The provided text describes a 510(k) premarket notification for a medical device called the "Altus Spine Sochi OCT Spinal System." This document is an FDA clearance letter and a 510(k) summary, which focuses on demonstrating substantial equivalence to a predicate device, rather than providing detailed performance study data for the device itself.

Based on the provided text, the device is deemed substantially equivalent, and the clearance is based on the absence of testing required because the device is identical in design, dimensions, and instrumentation to the predicate device.

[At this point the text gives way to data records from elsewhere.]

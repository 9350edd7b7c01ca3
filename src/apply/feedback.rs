// Position tracking and the acknowledgment throttle.

use std::time::{Duration, Instant, SystemTime};

use crate::logical_replication::message::{StandbyStatusUpdate, pg_timestamp};
use crate::lsn::Lsn;

/// The three positions tracked per session. Each only moves forward.
#[derive(Debug, Clone, Copy, Default, PartialEq, Eq)]
pub struct Watermarks {
    pub received: Lsn,
    pub written: Lsn,
    pub flushed: Lsn,
}

impl Watermarks {
    pub fn observe(&mut self, lsn: Lsn) {
        self.received = self.received.max(lsn);
    }

    /// Everything received so far has been committed on the target.
    pub fn mark_durable(&mut self) {
        self.written = self.written.max(self.received);
        self.flushed = self.flushed.max(self.received);
    }
}

#[derive(Debug, Clone)]
pub struct FeedbackState {
    /// `None` disables non-forced sends.
    status_interval: Option<Duration>,
    last_send: Option<Instant>,
    last_write: Lsn,
    last_flush: Lsn,
    last_apply: Lsn,
}

impl FeedbackState {
    /// `status_interval_secs <= 0` disables opportunistic feedback.
    pub fn new(status_interval_secs: i64) -> Self {
        let status_interval = u64::try_from(status_interval_secs)
            .ok()
            .filter(|secs| *secs > 0)
            .map(Duration::from_secs);
        FeedbackState {
            status_interval,
            last_send: None,
            last_write: Lsn::INVALID,
            last_flush: Lsn::INVALID,
            last_apply: Lsn::INVALID,
        }
    }

    pub fn last_sent(&self) -> (Lsn, Lsn, Lsn) {
        (self.last_write, self.last_flush, self.last_apply)
    }

    /// Decide whether to acknowledge now, and with what.
    pub fn next_update(
        &mut self,
        marks: &Watermarks,
        force: bool,
        reply_requested: bool,
        now: Instant,
        wall_clock: SystemTime,
    ) -> Option<StandbyStatusUpdate> {
        if !force {
            let interval = self.status_interval?;
            let unchanged = marks.written == self.last_write && marks.flushed == self.last_flush;
            let recent = self
                .last_send
                .is_some_and(|sent| now.saturating_duration_since(sent) < interval);
            if unchanged && recent {
                return None;
            }
        }

        self.last_write = self.last_write.max(marks.written);
        self.last_flush = self.last_flush.max(marks.flushed);
        self.last_apply = self.last_apply.max(marks.received);
        self.last_send = Some(now);

        Some(StandbyStatusUpdate {
            write_lsn: self.last_write,
            flush_lsn: self.last_flush,
            apply_lsn: self.last_apply,
            timestamp: pg_timestamp(wall_clock),
            reply_requested,
        })
    }
}
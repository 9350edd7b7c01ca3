// Slot management for logical replication

use crate::lsn::Lsn;

pub const DEFAULT_SLOT_NAME: &str = "pg_follower_tmp_slot";
pub const DEFAULT_PLUGIN_NAME: &str = "pg_follower";

/// A temporary logical slot, dropped by the server when the session ends.
#[derive(Debug, Clone, PartialEq, Eq)]
pub struct Slot {
    pub name: String,
    pub plugin: String,
}

impl Default for Slot {
    fn default() -> Self {
        Slot::new(DEFAULT_SLOT_NAME, DEFAULT_PLUGIN_NAME)
    }
}

impl Slot {
    pub fn new(name: &str, plugin: &str) -> Self {
        Slot {
            name: name.to_string(),
            plugin: plugin.to_string(),
        }
    }

    pub fn create_command(&self) -> String {
        format!(
            "CREATE_REPLICATION_SLOT {} TEMPORARY LOGICAL {}",
            self.name, self.plugin
        )
    }

    pub fn start_command(&self, start_lsn: Lsn) -> String {
        format!("START_REPLICATION SLOT {} LOGICAL {}", self.name, start_lsn)
    }

    /// Fetch the confirmed_flush_lsn for this slot from the database.
    pub fn confirmed_flush_lsn<C: postgres::GenericClient>(
        &self,
        client: &mut C,
    ) -> anyhow::Result<Option<Lsn>> {
        let row = client.query_opt(
            "SELECT confirmed_flush_lsn FROM pg_replication_slots WHERE slot_name = $1",
            &[&self.name],
        )?;
        Ok(row
            .and_then(|row| row.get::<_, Option<postgres::types::PgLsn>>(0))
            .map(|lsn| Lsn(u64::from(lsn))))
    }
}
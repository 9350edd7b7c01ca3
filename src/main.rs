//! Main binary entry point for pg-follower.

use anyhow::Result;
use pg_follower::args::{Command, get_args};
use pg_follower::ddl::{CaptureOutcome, DdlCapture, NoCatalog};
use postgres::NoTls;
use std::sync::{
    Arc,
    atomic::{AtomicBool, Ordering},
};
use tracing::info;
use tracing_subscriber::EnvFilter;

fn print_outcomes(outcomes: &[CaptureOutcome]) {
    for outcome in outcomes {
        match outcome {
            CaptureOutcome::Publish(text) => println!("{text}"),
            CaptureOutcome::Rejected { table, reason } => {
                println!("-- not replicated: {table}: {reason}")
            }
            CaptureOutcome::Skipped(kind) => println!("-- skipped: {kind}"),
        }
    }
}

fn main() -> Result<()> {
    tracing_subscriber::fmt()
        .with_env_filter(EnvFilter::try_from_default_env().unwrap_or_else(|_| EnvFilter::new("info")))
        .init();

    let args = get_args()?;
    if let Some(config) = args.command.follower_config() {
        let shutdown = Arc::new(AtomicBool::new(false));
        let shutdown_clone = shutdown.clone();
        ctrlc::set_handler(move || {
            shutdown_clone.store(true, Ordering::Relaxed);
        })?;
        let summary = pg_follower::run_follow(config, shutdown)?;
        info!(
            reason = ?summary.stop_reason,
            transactions = summary.transactions,
            statements = summary.statements,
            flushed = %summary.flushed,
            "follower stopped"
        );
        return Ok(());
    }

    match args.command {
        Command::Capture {
            uri,
            sql,
            default_schema,
        } => {
            let mut client = postgres::Client::connect(&uri, NoTls)?;
            let outcomes = DdlCapture::new(&default_schema).execute(&mut client, &sql)?;
            print_outcomes(&outcomes);
        }
        Command::Deparse {
            sql,
            default_schema,
        } => {
            let outcomes = DdlCapture::new(&default_schema).capture(&sql, &mut NoCatalog)?;
            print_outcomes(&outcomes);
        }
        Command::Follow { .. } => {}
    }
    Ok(())
}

Therefore, no studies were conducted to prove the device meets acceptance criteria, as the acceptance criteria are met by virtue of being identical to a previously cleared device.

Specifically, the document states:

• "No testing is required. The Altus Spine Sochi OCT Spinal System are manufactured the same as the primary predicate Theken Atoll OCT Spinal System (K083863)."
• "The Altus Spine Sochi OCT Spinal System is the same as the primary predicate in regards to implant materials and surgical technique. The only difference between the primary predicate and the Altus Spine Sochi OCT Spinal System is the name. There were no design changes to the primary predicate when compared to the Altus Spine Sochi OCT Spinal System."

Therefore, I cannot extract the information requested regarding acceptance criteria and performance study details because the submission is based on substantial equivalence to an existing device, not on new performance testing. The "proof" is that it is the same as an already cleared device.

Ask a specific question about this device

The Altus Spine HA Pedicle Screw System is intended to provide immobilization of spinal segments in skeletally mature patients as an adjunct to fusion in the treatment of acute and chronic instabilities or deformities of the thoracic, lumbar, and sacral spine.

The Altus Spine HA Pedicle Screw System is intended for noncervical pedicle fixation for the following indications: degenerative disc disease (defined as back pain of discogenic origins with degeneration of the disc confirmed by history and radiographic studies); spondylolisthesis; trauma (i.e., fracture or dislocation); spinal stenosis; curvatures (i.e., scoliosis, and/or lordosis); tumor; pseudoarthrosis; and failed previous fusion in skeletally mature patients.

The Altus Spine HA Pedicle Screw System may be used for noncervical pedicle fixation via in posterior percutaneous approach with MIS instrumentation for the indications listed above. When used as an anterolateral thoracic/lumbar system the Altus Spine HA Pedicle Screw System may also be used for the same indications listed above as an adjunct to fusion.

The Altus Spine HA Pedicle Screw System consists of a system of implantable screws to be used with implantable rods for the purpose of aiding in spinal fusion. The Altus Spine HA Pedicle Screw System attaches to the vertebral body by means of screws to the non-cervical spine and allows a surgeon to build a spinal implant construct with the intent to stabilize the spinal operative site during the fusion process of bone graft in the disc space. Implantable components are composed of titanium alloy meeting the requirements of ASTM F136, cobalt chrome meeting the requirements of ASTM F1537 and Hydroxyapatite meeting the requirements of ASTM F1185. Other components included in this submission are (e.g., cross connectors, lateral connectors, inline connectors, dominos, etc.). Only the HA coated screws are supplied sterile packaged. All other components are supplied non-sterile.

This document is a 510(k) Premarket Notification from the FDA regarding the Altus Spine HA Pedicle Screw System. It declares the device substantially equivalent to predicate devices. However, it does not contain information about acceptance criteria or a study proving the device meets those criteria in the context of AI/software performance.

Instead, the document explicitly states:

"No testing is required. (e.g., engineering rational demonstrated that no new worst-case was introduced with the addition of the HA screws and all other components were previously cleared in (K200322). Altus Spine HA Pedicle Screw System are manufactured the same as the primary predicate Altus Spine Pedicle Screw System (K200322). Hydroxyapatite coating and sterile packing are processed the same as the primary predicate Whistler Modular Pedicle Screw System (K182478)."

This indicates that the submission relies on engineering rationale and substantial equivalence to previously cleared predicate devices, rather than new performance studies with specific statistical acceptance criteria for a new AI/software component. The device is a physical medical implant (pedicle screw system), not an AI/software device.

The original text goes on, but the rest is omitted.